Considerable calculation can go into the improvement of a stodgy band uniform. I recall watching a meticulously turned-out women’s accordion band where much costume tweaking could be observed. The women all wore the de rigeur black beret, but they also wore very short and very tight black skirts, sheer black hose, and decidedly beach-worthy sunglasses. Indeed, the band leader wore a feather in her beret (charmingly unorthodox in its length and flourish), impressive chandelier earrings, and three-inch heels. Never mind that these instrumentalists were going to walk for blocks down the Falls Road. Never mind that it was threatening to rain and that at any moment a political march might dissolve into turmoil. And never mind that a ‘regulation’ uniform was obviously the way to go for a parade. Regardless of the circumstances, the band actively claimed and personalized a look rendered pi-quant by their insistence on a stylish and even provocative presence in contested public space.

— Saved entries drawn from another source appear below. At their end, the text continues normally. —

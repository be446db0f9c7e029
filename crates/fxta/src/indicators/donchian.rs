//! Donchian Channels.
//!
//! ```text
//! Upper  = highest high over the last `period` bars
//! Lower  = lowest low over the last `period` bars
//! Middle = (Upper + Lower) / 2
//! ```

use crate::error::Result;
use crate::kernels::rolling_extrema::rolling_extrema;
use crate::series::BandOutput;
use crate::traits::{validate_period, validate_same_len, SeriesElement};

/// Returns the lookback period for Donchian Channels (`period - 1`).
#[inline]
#[must_use]
pub const fn donchian_lookback(period: usize) -> usize {
    period.saturating_sub(1)
}

/// Computes Donchian Channels.
///
/// # Errors
///
/// Returns `Error::InvalidPeriod` if `period` is 0, or
/// `Error::LengthMismatch` if `high` and `low` differ in length.
///
/// # Example
///
/// ```
/// use fxta::indicators::donchian::donchian;
///
/// let high = [3.0_f64, 5.0, 4.0];
/// let low = [1.0_f64, 2.0, 2.5];
///
/// let channels = donchian(&high, &low, 2).unwrap();
/// assert_eq!(channels.upper[2], Some(5.0));
/// assert_eq!(channels.lower[2], Some(2.0));
/// assert_eq!(channels.middle[2], Some(3.5));
/// ```
pub fn donchian<T: SeriesElement>(high: &[T], low: &[T], period: usize) -> Result<BandOutput<T>> {
    validate_period(period, "donchian")?;
    let len = validate_same_len(&[("high", high.len()), ("low", low.len())])?;

    let extrema = rolling_extrema(high, low, period)?;
    let mut output = BandOutput::undefined(len);
    for i in 0..len {
        if let (Some(upper), Some(lower)) = (extrema.max[i], extrema.min[i]) {
            output.set(i, upper, (upper + lower) / T::two(), lower);
        }
    }
    Ok(output)
}

/// Donchian Channels configuration.
#[derive(Debug, Clone, Copy, PartialEq, Eq, Hash)]
pub struct Donchian {
    period: usize,
}

impl Default for Donchian {
    /// Period 20.
    fn default() -> Self {
        Self { period: 20 }
    }
}

impl Donchian {
    /// Creates a configuration with the default period (20).
    #[must_use]
    pub fn new() -> Self {
        Self::default()
    }

    /// Sets the period.
    #[must_use]
    pub const fn period(mut self, period: usize) -> Self {
        self.period = period;
        self
    }

    /// Returns the period.
    #[must_use]
    pub const fn get_period(&self) -> usize {
        self.period
    }

    /// Returns the lookback for this configuration.
    #[must_use]
    pub const fn lookback(&self) -> usize {
        donchian_lookback(self.period)
    }

    /// Computes Donchian Channels using the configured period.
    ///
    /// # Errors
    ///
    /// Returns an error if the period is 0 or the inputs differ in length.
    pub fn compute<T: SeriesElement>(&self, high: &[T], low: &[T]) -> Result<BandOutput<T>> {
        donchian(high, low, self.period)
    }
}
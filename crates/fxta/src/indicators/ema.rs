//! Exponential Moving Average (EMA) indicator.
//!
//! The EMA weights recent values more heavily than older ones using the
//! smoothing factor `α = 2 / (period + 1)`.
//!
//! # Seeding
//!
//! The running value starts at `data[0]`. For the first `period - 1` positions
//! the output is undefined and the running value is the cumulative mean of the
//! values seen so far. From position `period - 1` on, the standard update
//! applies and the value is emitted:
//!
//! ```text
//! i < period - 1:   ema = (data[i] + ema × i) / (i + 1)
//! i ≥ period - 1:   ema = (data[i] - ema) × α + ema
//! ```
//!
//! Note the first emitted value is therefore one EMA step applied to the mean
//! of the first `period - 1` values, not the SMA of the first `period` values.
//!
//! # Example
//!
//! ```
//! use fxta::indicators::ema::ema;
//!
//! let data = vec![1.0_f64, 2.0, 3.0, 4.0];
//! let result = ema(&data, 3).unwrap();
//!
//! assert_eq!(result[0], None);
//! assert_eq!(result[1], None);
//! // mean(1, 2) = 1.5, then (3 - 1.5) × 0.5 + 1.5
//! assert_eq!(result[2], Some(2.25));
//! ```

use crate::error::Result;
use crate::series::{undefined, Series};
use crate::traits::{validate_period, SeriesElement};

/// Returns the lookback period for EMA (`period - 1`).
#[inline]
#[must_use]
pub const fn ema_lookback(period: usize) -> usize {
    period.saturating_sub(1)
}

/// Returns the minimum input length that yields at least one defined value.
#[inline]
#[must_use]
pub const fn ema_min_len(period: usize) -> usize {
    period
}

/// Computes the Exponential Moving Average of a series.
///
/// # Errors
///
/// Returns `Error::InvalidPeriod` if `period` is 0.
pub fn ema<T: SeriesElement>(data: &[T], period: usize) -> Result<Series<T>> {
    validate_period(period, "ema")?;

    let mut output = undefined(data.len());
    let Some(&first) = data.first() else {
        return Ok(output);
    };

    let alpha = T::two() / (T::from_usize(period)? + T::one());
    let mut value = first;
    let mut count = T::zero();

    for (i, &x) in data.iter().enumerate() {
        if i + 1 < period {
            value = (x + value * count) / (count + T::one());
        } else {
            value = (x - value) * alpha + value;
            output[i] = Some(value);
        }
        count = count + T::one();
    }

    Ok(output)
}

/// EMA configuration.
#[derive(Debug, Clone, Copy, PartialEq, Eq, Hash)]
pub struct Ema {
    period: usize,
}

impl Default for Ema {
    /// Period 12.
    fn default() -> Self {
        Self { period: 12 }
    }
}

impl Ema {
    /// Creates an EMA configuration with the default period (12).
    #[must_use]
    pub fn new() -> Self {
        Self::default()
    }

    /// Sets the period.
    #[must_use]
    pub const fn period(mut self, period: usize) -> Self {
        self.period = period;
        self
    }

    /// Returns the period.
    #[must_use]
    pub const fn get_period(&self) -> usize {
        self.period
    }

    /// Returns the lookback for this configuration.
    #[must_use]
    pub const fn lookback(&self) -> usize {
        ema_lookback(self.period)
    }

    /// Computes the EMA using the configured period.
    ///
    /// # Errors
    ///
    /// Returns `Error::InvalidPeriod` if the period is 0.
    pub fn compute<T: SeriesElement>(&self, data: &[T]) -> Result<Series<T>> {
        ema(data, self.period)
    }
}
//! Trailing-window statistics.
//!
//! Every helper here works on the window of `period` elements ending at index
//! `i` (inclusive). Sums are re-accumulated per window, most recent element
//! first, rather than maintained as a running total; this keeps each output
//! independent of earlier rounding error.
//!
//! Callers are responsible for only asking for windows that fit, i.e.
//! `i + 1 >= period`.

use crate::traits::SeriesElement;

/// The `period` elements ending at `i`.
///
/// # Panics
///
/// Panics if `i + 1 < period` or `i >= data.len()`.
#[inline]
#[must_use]
pub fn window<T>(data: &[T], i: usize, period: usize) -> &[T] {
    &data[i + 1 - period..=i]
}

/// Sum of a window, accumulated from its last element backwards.
#[inline]
#[must_use]
pub fn window_sum<T: SeriesElement>(window: &[T]) -> T {
    window.iter().rev().fold(T::zero(), |acc, &x| acc + x)
}

/// Arithmetic mean of a window whose length, as `T`, is `n`.
#[inline]
#[must_use]
pub fn window_mean<T: SeriesElement>(window: &[T], n: T) -> T {
    window_sum(window) / n
}

/// Population variance of a window around a precomputed `mean`.
#[inline]
#[must_use]
pub fn window_variance<T: SeriesElement>(window: &[T], mean: T, n: T) -> T {
    let squares = window.iter().rev().fold(T::zero(), |acc, &x| {
        let d = x - mean;
        acc + d * d
    });
    squares / n
}

/// Population standard deviation of a window around a precomputed `mean`.
#[inline]
#[must_use]
pub fn window_std_dev<T: SeriesElement>(window: &[T], mean: T, n: T) -> T {
    window_variance(window, mean, n).sqrt()
}

/// Mean absolute deviation of a window around a precomputed `mean`.
#[inline]
#[must_use]
pub fn window_mean_abs_deviation<T: SeriesElement>(window: &[T], mean: T, n: T) -> T {
    let total = window
        .iter()
        .rev()
        .fold(T::zero(), |acc, &x| acc + (x - mean).abs());
    total / n
}

#[cfg(test)]
mod tests {
    #![allow(clippy::float_cmp)]
    use super::*;
    use crate::utils::{approx_eq, EPSILON};

    #[test]
    fn test_window_bounds() {
        let data = [1.0_f64, 2.0, 3.0, 4.0];
        assert_eq!(window(&data, 2, 3), &[1.0, 2.0, 3.0]);
        assert_eq!(window(&data, 3, 1), &[4.0]);
        assert_eq!(window(&data, 3, 4), &data[..]);
    }

    #[test]
    fn test_sum_and_mean() {
        let w = [2.0_f64, 4.0, 6.0];
        assert_eq!(window_sum(&w), 12.0);
        assert_eq!(window_mean(&w, 3.0), 4.0);
    }

    #[test]
    fn test_variance_and_std_dev() {
        // Population variance of 2, 4, 4, 4, 5, 5, 7, 9 is 4.
        let w = [2.0_f64, 4.0, 4.0, 4.0, 5.0, 5.0, 7.0, 9.0];
        let mean = window_mean(&w, 8.0);
        assert_eq!(mean, 5.0);
        assert!(approx_eq(window_variance(&w, mean, 8.0), 4.0, EPSILON));
        assert!(approx_eq(window_std_dev(&w, mean, 8.0), 2.0, EPSILON));
    }

    #[test]
    fn test_mean_abs_deviation() {
        let w = [1.0_f64, 2.0, 3.0, 4.0];
        let mean = window_mean(&w, 4.0);
        assert!(approx_eq(window_mean_abs_deviation(&w, mean, 4.0), 1.0, EPSILON));
    }

    #[test]
    fn test_constant_window_has_no_spread() {
        let w = [1.1_f64; 5];
        let mean = window_mean(&w, 5.0);
        assert!(window_std_dev(&w, mean, 5.0) < 1e-12);
        assert!(window_mean_abs_deviation(&w, mean, 5.0) < 1e-12);
    }
}
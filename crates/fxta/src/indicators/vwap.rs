//! Volume Weighted Average Price (VWAP).
//!
//! Cumulative from the first candle of the input, with no session resets:
//!
//! ```text
//! TP[i]   = (High[i] + Low[i] + Close[i]) / 3
//! VWAP[i] = Σ_{j≤i} TP[j] × Volume[j]  /  Σ_{j≤i} Volume[j]
//! ```
//!
//! While the cumulative volume is still zero the ratio is undefined in
//! arithmetic terms; the output is then the current typical price so the
//! overlay stays on the price scale.

use crate::candle::typical_prices;
use crate::error::Result;
use crate::series::Series;
use crate::traits::{validate_same_len, SeriesElement};

/// Computes the cumulative VWAP.
///
/// Every position is defined.
///
/// # Errors
///
/// Returns `Error::LengthMismatch` if the inputs differ in length.
///
/// # Example
///
/// ```
/// use fxta::indicators::vwap::vwap;
///
/// let high = [3.0_f64, 6.0];
/// let low = [1.0_f64, 4.0];
/// let close = [2.0_f64, 5.0];
/// let volume = [1.0_f64, 3.0];
///
/// // TP = [2, 5]; (2×1 + 5×3) / 4
/// let result = vwap(&high, &low, &close, &volume).unwrap();
/// assert_eq!(result, vec![Some(2.0), Some(4.25)]);
/// ```
pub fn vwap<T: SeriesElement>(high: &[T], low: &[T], close: &[T], volume: &[T]) -> Result<Series<T>> {
    validate_same_len(&[
        ("high", high.len()),
        ("low", low.len()),
        ("close", close.len()),
        ("volume", volume.len()),
    ])?;

    let tp = typical_prices(high, low, close);
    let mut cumulative_pv = T::zero();
    let mut cumulative_volume = T::zero();

    Ok(tp
        .iter()
        .zip(volume)
        .map(|(&p, &v)| {
            cumulative_pv = cumulative_pv + p * v;
            cumulative_volume = cumulative_volume + v;
            Some(if cumulative_volume > T::zero() {
                cumulative_pv / cumulative_volume
            } else {
                p
            })
        })
        .collect())
}
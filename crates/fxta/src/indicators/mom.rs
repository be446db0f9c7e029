//! Momentum indicator.
//!
//! Momentum compares the current price to the price `period` bars ago.
//!
//! ```text
//! MOM[i] = data[i] - data[i - period]
//! ```
//!
//! The first `period` values are undefined.

use crate::error::Result;
use crate::series::Series;
use crate::traits::{validate_period, SeriesElement};

/// Computes the lookback period for momentum (`period`).
#[inline]
#[must_use]
pub const fn mom_lookback(period: usize) -> usize {
    period
}

/// Returns the minimum input length required for one defined value.
#[inline]
#[must_use]
pub const fn mom_min_len(period: usize) -> usize {
    period + 1
}

/// Computes momentum.
///
/// # Errors
///
/// Returns `Error::InvalidPeriod` if `period` is 0.
///
/// # Example
///
/// ```
/// use fxta::indicators::mom::mom;
///
/// let result = mom(&[1.0_f64, 2.0, 4.0, 7.0], 2).unwrap();
/// assert_eq!(result, vec![None, None, Some(3.0), Some(5.0)]);
/// ```
pub fn mom<T: SeriesElement>(data: &[T], period: usize) -> Result<Series<T>> {
    validate_period(period, "momentum")?;

    Ok(data
        .iter()
        .enumerate()
        .map(|(i, &x)| (i >= period).then(|| x - data[i - period]))
        .collect())
}

/// Momentum configuration.
#[derive(Debug, Clone, Copy, PartialEq, Eq, Hash)]
pub struct Momentum {
    period: usize,
}

impl Default for Momentum {
    /// Period 10.
    fn default() -> Self {
        Self { period: 10 }
    }
}

impl Momentum {
    /// Creates a momentum configuration with the default period (10).
    #[must_use]
    pub fn new() -> Self {
        Self::default()
    }

    /// Sets the period.
    #[must_use]
    pub const fn period(mut self, period: usize) -> Self {
        self.period = period;
        self
    }

    /// Returns the period.
    #[must_use]
    pub const fn get_period(&self) -> usize {
        self.period
    }

    /// Returns the lookback for this configuration.
    #[must_use]
    pub const fn lookback(&self) -> usize {
        mom_lookback(self.period)
    }

    /// Computes momentum using the configured period.
    ///
    /// # Errors
    ///
    /// Returns `Error::InvalidPeriod` if the period is 0.
    pub fn compute<T: SeriesElement>(&self, data: &[T]) -> Result<Series<T>> {
        mom(data, self.period)
    }
}
//! Simple Moving Average (SMA) indicator.
//!
//! The SMA is the arithmetic mean of the last `period` values.
//!
//! # Formula
//!
//! ```text
//! SMA[i] = (data[i] + data[i-1] + ... + data[i-period+1]) / period
//! ```
//!
//! # Algorithm
//!
//! Each window is summed from scratch (O(n×k)). Periods on the dashboard are
//! small and a fresh sum per window keeps every output bit-for-bit independent
//! of the values that came before the window.
//!
//! # Example
//!
//! ```
//! use fxta::indicators::sma::sma;
//!
//! let data = vec![1.0_f64, 2.0, 3.0, 4.0, 5.0];
//! let result = sma(&data, 3).unwrap();
//!
//! assert_eq!(result, vec![None, None, Some(2.0), Some(3.0), Some(4.0)]);
//! ```

use crate::error::Result;
use crate::kernels::rolling::{window, window_mean};
use crate::series::{undefined, Series};
use crate::traits::{validate_period, SeriesElement};

/// Returns the lookback period for SMA.
///
/// The lookback is the number of undefined values at the start of the output.
///
/// ```
/// use fxta::indicators::sma::sma_lookback;
///
/// assert_eq!(sma_lookback(20), 19);
/// assert_eq!(sma_lookback(1), 0);
/// ```
#[inline]
#[must_use]
pub const fn sma_lookback(period: usize) -> usize {
    period.saturating_sub(1)
}

/// Returns the minimum input length that yields at least one defined value.
#[inline]
#[must_use]
pub const fn sma_min_len(period: usize) -> usize {
    period
}

/// Computes the Simple Moving Average of a series.
///
/// # Arguments
///
/// * `data` - The input series (typically closing prices)
/// * `period` - The number of values to average
///
/// # Returns
///
/// A series of the same length as `data`. Positions `0..period - 1` are
/// `None`; if `data` is shorter than `period`, every position is `None`.
///
/// # Errors
///
/// Returns `Error::InvalidPeriod` if `period` is 0.
pub fn sma<T: SeriesElement>(data: &[T], period: usize) -> Result<Series<T>> {
    validate_period(period, "sma")?;

    let mut output = undefined(data.len());
    if data.len() < period {
        return Ok(output);
    }

    let n = T::from_usize(period)?;
    for (i, slot) in output.iter_mut().enumerate().skip(period - 1) {
        *slot = Some(window_mean(window(data, i, period), n));
    }
    Ok(output)
}

/// SMA configuration.
///
/// ```
/// use fxta::indicators::sma::Sma;
///
/// let result = Sma::new().period(2).compute(&[1.0_f64, 3.0, 5.0]).unwrap();
/// assert_eq!(result, vec![None, Some(2.0), Some(4.0)]);
/// ```
#[derive(Debug, Clone, Copy, PartialEq, Eq, Hash)]
pub struct Sma {
    period: usize,
}

impl Default for Sma {
    /// Period 20.
    fn default() -> Self {
        Self { period: 20 }
    }
}

impl Sma {
    /// Creates an SMA configuration with the default period (20).
    #[must_use]
    pub fn new() -> Self {
        Self::default()
    }

    /// Sets the period.
    #[must_use]
    pub const fn period(mut self, period: usize) -> Self {
        self.period = period;
        self
    }

    /// Returns the period.
    #[must_use]
    pub const fn get_period(&self) -> usize {
        self.period
    }

    /// Returns the lookback for this configuration.
    #[must_use]
    pub const fn lookback(&self) -> usize {
        sma_lookback(self.period)
    }

    /// Computes the SMA using the configured period.
    ///
    /// # Errors
    ///
    /// Returns `Error::InvalidPeriod` if the period is 0.
    pub fn compute<T: SeriesElement>(&self, data: &[T]) -> Result<Series<T>> {
        sma(data, self.period)
    }
}
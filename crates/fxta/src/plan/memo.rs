//! Memoized execution.
//!
//! A dashboard recomputes its indicator set on every render, usually with
//! the same candles and the same requests. [`MemoizedExecutor`] keeps the
//! last result together with its inputs and returns it unchanged until the
//! candles or the requests change. A 64-bit fingerprint rejects most misses
//! cheaply; a matching fingerprint is confirmed against the stored inputs.
//!
//! # Example
//!
//! ```
//! use fxta::candle::Candle;
//! use fxta::config::EngineConfig;
//! use fxta::plan::{IndicatorRequest, MemoizedExecutor};
//!
//! let mut candles: Vec<Candle> = (0..40)
//!     .map(|i| Candle::new(i64::from(i), 1.0, 1.1, 0.9, 1.05, 10.0))
//!     .collect();
//! let requests = [IndicatorRequest::new("ema")];
//!
//! let mut memo = MemoizedExecutor::new(EngineConfig::default());
//! memo.execute(&candles, &requests).unwrap();
//! memo.execute(&candles, &requests).unwrap();
//! assert_eq!(memo.stats().hits, 1);
//!
//! candles.push(Candle::new(40, 1.05, 1.2, 1.0, 1.15, 12.0));
//! memo.execute(&candles, &requests).unwrap();
//! assert_eq!(memo.stats().misses, 2);
//! ```

use std::collections::hash_map::DefaultHasher;
use std::hash::{Hash, Hasher};

use tracing::debug;

use super::direct_mode::{DirectExecutor, IndicatorRequest, IndicatorSet};
use super::registry::Registry;
use crate::candle::Candle;
use crate::config::EngineConfig;
use crate::error::Result;

/// Cache hit and miss counters.
#[derive(Debug, Clone, Copy, Default, PartialEq, Eq)]
pub struct CacheStats {
    /// Calls answered from the cache.
    pub hits: u64,
    /// Calls that recomputed.
    pub misses: u64,
}

/// Last computation and the inputs it was computed from.
#[derive(Debug, Clone)]
struct CacheEntry {
    key: u64,
    candles: Vec<Candle>,
    requests: Vec<IndicatorRequest>,
    set: IndicatorSet,
}

impl CacheEntry {
    fn matches(&self, key: u64, candles: &[Candle], requests: &[IndicatorRequest]) -> bool {
        self.key == key && self.requests == requests && same_candles(&self.candles, candles)
    }
}

/// Executor that reuses its last result while the inputs are unchanged.
///
/// Only the most recent input is remembered. Errors are not cached.
#[derive(Debug, Clone)]
pub struct MemoizedExecutor {
    inner: DirectExecutor,
    cached: Option<CacheEntry>,
    stats: CacheStats,
}

impl MemoizedExecutor {
    /// Creates a memoizing executor over the standard registry.
    #[must_use]
    pub fn new(config: EngineConfig) -> Self {
        Self::from_executor(DirectExecutor::new(config))
    }

    /// Wraps an existing executor.
    #[must_use]
    pub const fn from_executor(inner: DirectExecutor) -> Self {
        Self {
            inner,
            cached: None,
            stats: CacheStats { hits: 0, misses: 0 },
        }
    }

    /// Replaces the registry and drops the cached result.
    pub fn set_registry(&mut self, registry: Registry) {
        self.inner = self.inner.clone().with_registry(registry);
        self.invalidate();
    }

    /// The wrapped executor.
    #[must_use]
    pub const fn executor(&self) -> &DirectExecutor {
        &self.inner
    }

    /// Hit and miss counters since creation.
    #[must_use]
    pub const fn stats(&self) -> CacheStats {
        self.stats
    }

    /// Drops the cached result.
    pub fn invalidate(&mut self) {
        self.cached = None;
    }

    /// Computes every request over `candles`, or returns the cached result
    /// if neither the candles nor the requests changed since the last call.
    ///
    /// # Errors
    ///
    /// Same as [`DirectExecutor::execute`].
    pub fn execute(&mut self, candles: &[Candle], requests: &[IndicatorRequest]) -> Result<&IndicatorSet> {
        let key = fingerprint(self.inner.config(), candles, requests);
        let entry = match self.cached.take() {
            Some(entry) if entry.matches(key, candles, requests) => {
                self.stats.hits += 1;
                debug!(key, "indicator cache hit");
                entry
            }
            previous => {
                if previous.is_some_and(|entry| entry.key == key) {
                    debug!(key, "fingerprint collision, recomputing");
                }
                self.stats.misses += 1;
                CacheEntry {
                    key,
                    candles: candles.to_vec(),
                    requests: requests.to_vec(),
                    set: self.inner.execute(candles, requests)?,
                }
            }
        };
        Ok(&self.cached.insert(entry).set)
    }
}

/// Bitwise equality, consistent with [`fingerprint`].
fn same_candles(a: &[Candle], b: &[Candle]) -> bool {
    a.len() == b.len()
        && a.iter().zip(b).all(|(x, y)| {
            x.time == y.time
                && [x.open, x.high, x.low, x.close, x.volume]
                    .iter()
                    .zip([y.open, y.high, y.low, y.close, y.volume])
                    .all(|(p, q)| p.to_bits() == q.to_bits())
        })
}

/// Hash of everything a computation depends on.
///
/// Prices are hashed by bit pattern so `-0.0` and `0.0` differ, which only
/// costs a spurious recompute.
fn fingerprint(config: &EngineConfig, candles: &[Candle], requests: &[IndicatorRequest]) -> u64 {
    let mut hasher = DefaultHasher::new();
    config.hash(&mut hasher);

    candles.len().hash(&mut hasher);
    for c in candles {
        c.time.hash(&mut hasher);
        for value in [c.open, c.high, c.low, c.close, c.volume] {
            value.to_bits().hash(&mut hasher);
        }
    }

    requests.len().hash(&mut hasher);
    for request in requests {
        request.id.hash(&mut hasher);
        request.params.len().hash(&mut hasher);
        for (name, value) in &request.params {
            name.hash(&mut hasher);
            value.to_bits().hash(&mut hasher);
        }
    }
    hasher.finish()
}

In the aura of tense ideology that tends to mark the marching season, there remains a modicum of improvisational possibility. The subcultural fabric, continuously reweaving its collectivity around fashions of the past, slowly evolving new styles, gradually accommodates the construction of difference through dialogue with dress codes as well as prevailing fashion. The costumes worn at parades by marching bands supporting one political group or another constitute a fashion that has been inscribed over time with value. But that value isn’t fixed and it isn’t uniform. Individual performance always brings personal style into the mix serious, sexy, amused, disruptive being human exceeding the restrictions of dress codes.